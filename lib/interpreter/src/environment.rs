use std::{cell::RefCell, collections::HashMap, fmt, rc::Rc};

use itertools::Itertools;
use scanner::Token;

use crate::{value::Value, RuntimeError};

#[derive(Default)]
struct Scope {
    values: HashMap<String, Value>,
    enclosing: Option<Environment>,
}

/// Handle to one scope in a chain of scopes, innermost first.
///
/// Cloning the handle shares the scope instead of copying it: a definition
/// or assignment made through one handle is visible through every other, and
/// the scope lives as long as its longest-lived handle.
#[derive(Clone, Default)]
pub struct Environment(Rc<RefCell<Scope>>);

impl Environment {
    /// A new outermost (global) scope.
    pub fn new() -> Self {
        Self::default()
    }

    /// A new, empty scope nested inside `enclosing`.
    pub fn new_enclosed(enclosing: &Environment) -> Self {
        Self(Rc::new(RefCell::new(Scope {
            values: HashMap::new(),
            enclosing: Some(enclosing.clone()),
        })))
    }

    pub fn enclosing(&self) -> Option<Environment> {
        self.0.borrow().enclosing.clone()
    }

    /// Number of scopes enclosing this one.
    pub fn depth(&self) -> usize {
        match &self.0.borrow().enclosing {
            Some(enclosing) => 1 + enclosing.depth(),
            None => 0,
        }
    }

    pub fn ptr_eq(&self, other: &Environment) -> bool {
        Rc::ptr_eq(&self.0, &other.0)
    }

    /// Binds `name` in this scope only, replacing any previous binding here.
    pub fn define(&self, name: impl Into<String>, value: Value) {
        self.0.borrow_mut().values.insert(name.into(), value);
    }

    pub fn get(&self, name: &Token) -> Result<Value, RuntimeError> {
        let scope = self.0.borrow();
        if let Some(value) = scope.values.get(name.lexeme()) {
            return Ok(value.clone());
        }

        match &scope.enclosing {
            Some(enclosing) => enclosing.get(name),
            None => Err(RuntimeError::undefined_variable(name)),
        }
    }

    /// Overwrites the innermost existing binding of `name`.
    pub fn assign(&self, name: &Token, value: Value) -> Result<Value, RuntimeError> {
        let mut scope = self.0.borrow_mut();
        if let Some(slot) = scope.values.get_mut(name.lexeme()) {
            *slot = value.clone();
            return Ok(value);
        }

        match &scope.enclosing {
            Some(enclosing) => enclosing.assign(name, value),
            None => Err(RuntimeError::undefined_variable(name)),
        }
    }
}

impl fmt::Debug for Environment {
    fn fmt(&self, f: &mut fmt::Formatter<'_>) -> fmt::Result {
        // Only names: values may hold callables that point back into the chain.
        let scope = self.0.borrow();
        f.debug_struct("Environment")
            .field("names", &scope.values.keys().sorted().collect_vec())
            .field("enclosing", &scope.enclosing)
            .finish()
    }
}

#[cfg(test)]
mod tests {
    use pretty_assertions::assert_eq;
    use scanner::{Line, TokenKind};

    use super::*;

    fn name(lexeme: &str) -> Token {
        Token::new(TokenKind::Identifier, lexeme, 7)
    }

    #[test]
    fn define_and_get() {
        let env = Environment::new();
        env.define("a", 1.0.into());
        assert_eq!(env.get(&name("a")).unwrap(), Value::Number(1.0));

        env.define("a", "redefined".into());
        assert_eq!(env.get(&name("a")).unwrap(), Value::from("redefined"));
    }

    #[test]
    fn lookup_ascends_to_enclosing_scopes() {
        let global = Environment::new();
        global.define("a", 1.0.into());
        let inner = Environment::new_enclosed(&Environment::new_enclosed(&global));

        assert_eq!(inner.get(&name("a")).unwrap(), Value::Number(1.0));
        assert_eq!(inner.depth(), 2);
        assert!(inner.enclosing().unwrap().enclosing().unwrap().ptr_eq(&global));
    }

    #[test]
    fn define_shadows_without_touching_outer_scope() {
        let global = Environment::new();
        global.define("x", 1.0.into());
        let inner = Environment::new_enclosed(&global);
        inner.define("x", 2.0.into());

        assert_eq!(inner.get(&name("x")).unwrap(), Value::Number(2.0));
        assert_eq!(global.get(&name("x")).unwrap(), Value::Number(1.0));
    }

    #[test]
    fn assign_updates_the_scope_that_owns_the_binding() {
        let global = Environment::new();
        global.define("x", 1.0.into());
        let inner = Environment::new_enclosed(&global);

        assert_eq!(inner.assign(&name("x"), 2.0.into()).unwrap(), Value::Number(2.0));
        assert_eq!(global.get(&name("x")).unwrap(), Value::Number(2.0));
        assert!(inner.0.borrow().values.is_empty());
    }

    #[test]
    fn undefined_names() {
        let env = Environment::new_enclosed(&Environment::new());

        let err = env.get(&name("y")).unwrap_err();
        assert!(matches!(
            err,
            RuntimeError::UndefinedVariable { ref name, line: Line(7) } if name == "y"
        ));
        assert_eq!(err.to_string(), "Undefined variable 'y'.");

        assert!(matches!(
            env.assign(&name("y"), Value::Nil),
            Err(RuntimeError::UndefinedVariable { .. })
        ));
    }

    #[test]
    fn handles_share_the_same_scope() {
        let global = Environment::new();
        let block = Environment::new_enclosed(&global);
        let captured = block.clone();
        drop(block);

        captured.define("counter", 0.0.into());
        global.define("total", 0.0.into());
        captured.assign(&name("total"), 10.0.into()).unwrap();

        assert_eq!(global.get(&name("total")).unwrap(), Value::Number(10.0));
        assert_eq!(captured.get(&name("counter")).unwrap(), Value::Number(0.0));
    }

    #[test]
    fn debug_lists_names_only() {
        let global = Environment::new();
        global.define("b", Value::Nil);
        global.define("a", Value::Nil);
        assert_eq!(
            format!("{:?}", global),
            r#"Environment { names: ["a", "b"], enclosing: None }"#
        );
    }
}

══════════

◆ **What this task involves**
Every line above that holds the word "Result" is to be found and copied.

◆ **Written solution**
    pub fn get(&self, name: &Token) -> Result<Value, RuntimeError> {
    pub fn assign(&self, name: &Token, value: Value) -> Result<Value, RuntimeError> {
    fn fmt(&self, f: &mut fmt::Formatter<'_>) -> fmt::Result {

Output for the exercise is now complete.